** INPUT RECORDS follows **

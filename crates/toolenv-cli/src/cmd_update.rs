// Copyright (c) Contributors to the SPK project.
// SPDX-License-Identifier: Apache-2.0

//! Implementation of the `toolenv update` command.

use std::path::PathBuf;

use clap::Args;
use colored::Colorize;
use miette::Result;
use toolenv::{ActionOutcome, ReconcilePlan, ReconcileReport};

/// Reconcile installed tools with the declarations
#[derive(Debug, Args)]
pub struct CmdUpdate {
    /// Reconcile the context of DIR
    #[clap(short, long, default_value = ".")]
    dir: PathBuf,

    /// Print the plan without changing anything
    #[clap(long)]
    dry_run: bool,

    #[clap(flatten)]
    config: crate::ConfigFlags,
}

impl CmdUpdate {
    pub async fn run(&mut self) -> Result<i32> {
        let config = self.config.load()?;
        let reconciler = toolenv::Reconciler::from_config(&config)?;
        let context = toolenv::resolve(&self.dir)?;
        let plan = reconciler.plan(&context)?;

        print_plan(&plan);
        if self.dry_run {
            return Ok(0);
        }

        let report = reconciler.execute(plan).await?;
        Ok(print_report(&report))
    }
}

pub fn print_plan(plan: &ReconcilePlan) {
    if plan.is_empty() {
        println!(
            "{} is up to date",
            plan.context.root().display().to_string().cyan()
        );
        return;
    }
    println!("{}", "Planned changes:".bold());
    for action in &plan.actions {
        println!("  - {action}");
    }
}

/// Print per-action outcomes, returning the exit code.
pub fn print_report(report: &ReconcileReport) -> i32 {
    for (action, outcome) in &report.outcomes {
        match outcome {
            ActionOutcome::Installed(path) => {
                println!("{} {action} ({})", "✓".green(), path.display())
            }
            ActionOutcome::Cached(_) => println!("{} {action} (cached)", "✓".green()),
            ActionOutcome::Recorded(_) => println!("{} {action}", "✓".green()),
            ActionOutcome::Uninstalled => println!("{} {action}", "✓".green()),
            ActionOutcome::Failed(err) => eprintln!("{} {action}: {err}", "✗".red()),
        }
    }
    if report.is_success() { 0 } else { 1 }
}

** End of INPUT RECORDS **

▸ **WHAT THE EXERCISE ASKS**
Starting with the line that holds "let context = toolenv::resolve(&self.dir)?;", copy each remaining line of the listing above exactly, through the last one.

▸ **FINISHED EXERCISE**
        let context = toolenv::resolve(&self.dir)?;
        let plan = reconciler.plan(&context)?;

        print_plan(&plan);
        if self.dry_run {
            return Ok(0);
        }

        let report = reconciler.execute(plan).await?;
        Ok(print_report(&report))
    }
}

pub fn print_plan(plan: &ReconcilePlan) {
    if plan.is_empty() {
        println!(
            "{} is up to date",
            plan.context.root().display().to_string().cyan()
        );
        return;
    }
    println!("{}", "Planned changes:".bold());
    for action in &plan.actions {
        println!("  - {action}");
    }
}

/// Print per-action outcomes, returning the exit code.
pub fn print_report(report: &ReconcileReport) -> i32 {
    for (action, outcome) in &report.outcomes {
        match outcome {
            ActionOutcome::Installed(path) => {
                println!("{} {action} ({})", "✓".green(), path.display())
            }
            ActionOutcome::Cached(_) => println!("{} {action} (cached)", "✓".green()),
            ActionOutcome::Recorded(_) => println!("{} {action}", "✓".green()),
            ActionOutcome::Uninstalled => println!("{} {action}", "✓".green()),
            ActionOutcome::Failed(err) => eprintln!("{} {action}: {err}", "✗".red()),
        }
    }
    if report.is_success() { 0 } else { 1 }
}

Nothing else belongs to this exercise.